◆ Task requirements ◆
The answer must be every line of the records below that contains the word "message", copied out.
****
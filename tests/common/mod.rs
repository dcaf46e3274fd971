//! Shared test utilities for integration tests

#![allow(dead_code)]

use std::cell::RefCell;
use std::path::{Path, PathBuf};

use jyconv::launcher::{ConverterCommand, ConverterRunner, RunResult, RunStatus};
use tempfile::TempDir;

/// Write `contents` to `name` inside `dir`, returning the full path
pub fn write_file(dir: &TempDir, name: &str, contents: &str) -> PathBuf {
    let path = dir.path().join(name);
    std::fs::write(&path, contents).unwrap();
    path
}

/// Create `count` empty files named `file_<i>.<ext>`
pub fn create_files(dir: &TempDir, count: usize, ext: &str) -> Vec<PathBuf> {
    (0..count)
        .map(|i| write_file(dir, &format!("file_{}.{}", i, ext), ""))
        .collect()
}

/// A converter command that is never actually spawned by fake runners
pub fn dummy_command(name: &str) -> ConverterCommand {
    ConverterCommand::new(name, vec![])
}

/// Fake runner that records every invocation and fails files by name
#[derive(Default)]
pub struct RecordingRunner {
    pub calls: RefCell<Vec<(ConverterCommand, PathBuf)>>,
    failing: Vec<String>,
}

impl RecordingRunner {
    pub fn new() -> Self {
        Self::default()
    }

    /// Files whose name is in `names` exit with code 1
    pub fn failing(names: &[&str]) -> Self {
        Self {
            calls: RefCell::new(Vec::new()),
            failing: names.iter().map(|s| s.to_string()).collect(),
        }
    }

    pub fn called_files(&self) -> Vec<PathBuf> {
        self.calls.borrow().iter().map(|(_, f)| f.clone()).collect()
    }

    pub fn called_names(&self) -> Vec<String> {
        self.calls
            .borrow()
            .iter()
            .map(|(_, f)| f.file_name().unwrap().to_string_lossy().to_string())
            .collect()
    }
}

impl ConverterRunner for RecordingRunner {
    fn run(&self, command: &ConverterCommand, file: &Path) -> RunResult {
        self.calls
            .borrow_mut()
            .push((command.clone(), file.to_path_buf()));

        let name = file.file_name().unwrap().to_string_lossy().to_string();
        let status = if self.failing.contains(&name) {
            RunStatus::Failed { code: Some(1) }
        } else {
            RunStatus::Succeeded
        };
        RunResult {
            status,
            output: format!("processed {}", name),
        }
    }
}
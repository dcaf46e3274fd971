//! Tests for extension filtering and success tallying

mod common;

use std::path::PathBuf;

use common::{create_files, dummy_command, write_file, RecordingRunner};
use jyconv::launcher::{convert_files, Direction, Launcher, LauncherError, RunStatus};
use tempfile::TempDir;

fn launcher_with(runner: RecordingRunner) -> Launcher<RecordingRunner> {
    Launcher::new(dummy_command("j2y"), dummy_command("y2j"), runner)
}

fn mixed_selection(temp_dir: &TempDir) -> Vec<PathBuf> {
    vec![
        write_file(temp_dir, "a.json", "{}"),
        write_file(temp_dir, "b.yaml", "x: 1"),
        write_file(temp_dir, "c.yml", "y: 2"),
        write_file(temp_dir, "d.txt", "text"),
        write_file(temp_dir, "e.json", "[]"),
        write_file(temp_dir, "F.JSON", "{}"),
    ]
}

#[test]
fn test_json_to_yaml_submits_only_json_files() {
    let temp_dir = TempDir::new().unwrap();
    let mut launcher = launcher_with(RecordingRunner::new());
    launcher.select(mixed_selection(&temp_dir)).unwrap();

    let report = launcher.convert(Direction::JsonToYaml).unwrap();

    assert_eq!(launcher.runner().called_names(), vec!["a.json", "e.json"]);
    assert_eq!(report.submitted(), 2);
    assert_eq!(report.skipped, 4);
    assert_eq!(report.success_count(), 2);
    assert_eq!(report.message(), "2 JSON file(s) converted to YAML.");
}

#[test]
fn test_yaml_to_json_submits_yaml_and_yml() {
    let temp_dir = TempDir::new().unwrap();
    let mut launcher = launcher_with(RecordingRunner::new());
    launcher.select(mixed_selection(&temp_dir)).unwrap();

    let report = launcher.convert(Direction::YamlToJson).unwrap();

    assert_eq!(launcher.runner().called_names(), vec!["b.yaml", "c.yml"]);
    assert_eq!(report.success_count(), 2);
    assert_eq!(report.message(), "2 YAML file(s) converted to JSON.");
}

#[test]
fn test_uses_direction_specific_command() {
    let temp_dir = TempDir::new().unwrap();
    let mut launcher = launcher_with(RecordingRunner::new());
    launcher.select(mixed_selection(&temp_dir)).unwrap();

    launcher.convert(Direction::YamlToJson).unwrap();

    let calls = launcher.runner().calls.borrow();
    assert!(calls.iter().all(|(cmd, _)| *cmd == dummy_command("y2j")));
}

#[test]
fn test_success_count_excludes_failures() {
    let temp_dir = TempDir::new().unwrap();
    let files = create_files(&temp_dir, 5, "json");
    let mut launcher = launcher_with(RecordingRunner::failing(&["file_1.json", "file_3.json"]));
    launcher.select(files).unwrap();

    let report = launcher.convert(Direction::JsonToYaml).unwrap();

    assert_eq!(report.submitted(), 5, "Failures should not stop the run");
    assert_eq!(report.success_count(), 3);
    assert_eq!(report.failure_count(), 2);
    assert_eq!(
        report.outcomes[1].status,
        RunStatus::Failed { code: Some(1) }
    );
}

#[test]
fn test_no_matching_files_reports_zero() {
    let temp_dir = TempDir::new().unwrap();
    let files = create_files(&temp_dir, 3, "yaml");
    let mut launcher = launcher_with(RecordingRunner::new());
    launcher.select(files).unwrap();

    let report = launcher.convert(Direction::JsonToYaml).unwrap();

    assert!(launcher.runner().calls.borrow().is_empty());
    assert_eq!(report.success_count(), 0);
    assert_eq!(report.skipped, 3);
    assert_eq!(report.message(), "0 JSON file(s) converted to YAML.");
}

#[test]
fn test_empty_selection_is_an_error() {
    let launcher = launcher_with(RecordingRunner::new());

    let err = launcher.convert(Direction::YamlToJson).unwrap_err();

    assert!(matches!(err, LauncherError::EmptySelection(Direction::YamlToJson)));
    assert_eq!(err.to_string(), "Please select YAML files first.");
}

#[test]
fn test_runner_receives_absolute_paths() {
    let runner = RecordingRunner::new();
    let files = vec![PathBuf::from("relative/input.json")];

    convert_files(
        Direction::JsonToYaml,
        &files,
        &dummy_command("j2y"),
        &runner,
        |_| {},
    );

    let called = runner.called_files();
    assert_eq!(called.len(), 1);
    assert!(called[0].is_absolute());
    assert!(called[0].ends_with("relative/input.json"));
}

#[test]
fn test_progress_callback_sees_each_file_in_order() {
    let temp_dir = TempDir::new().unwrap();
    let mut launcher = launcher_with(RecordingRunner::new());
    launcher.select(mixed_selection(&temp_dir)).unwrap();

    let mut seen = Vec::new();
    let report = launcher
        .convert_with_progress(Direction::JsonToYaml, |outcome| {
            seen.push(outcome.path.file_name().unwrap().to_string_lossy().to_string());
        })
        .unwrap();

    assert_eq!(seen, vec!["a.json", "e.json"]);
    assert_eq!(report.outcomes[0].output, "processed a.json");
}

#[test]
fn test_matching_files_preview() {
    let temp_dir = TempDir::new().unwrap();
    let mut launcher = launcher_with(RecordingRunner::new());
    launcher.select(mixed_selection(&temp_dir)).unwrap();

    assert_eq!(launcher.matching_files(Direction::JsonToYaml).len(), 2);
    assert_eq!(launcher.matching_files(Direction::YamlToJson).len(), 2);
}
****
◆ Output for this task ◆
    assert_eq!(report.message(), "2 JSON file(s) converted to YAML.");
    assert_eq!(report.message(), "2 YAML file(s) converted to JSON.");
    assert_eq!(report.message(), "0 JSON file(s) converted to YAML.");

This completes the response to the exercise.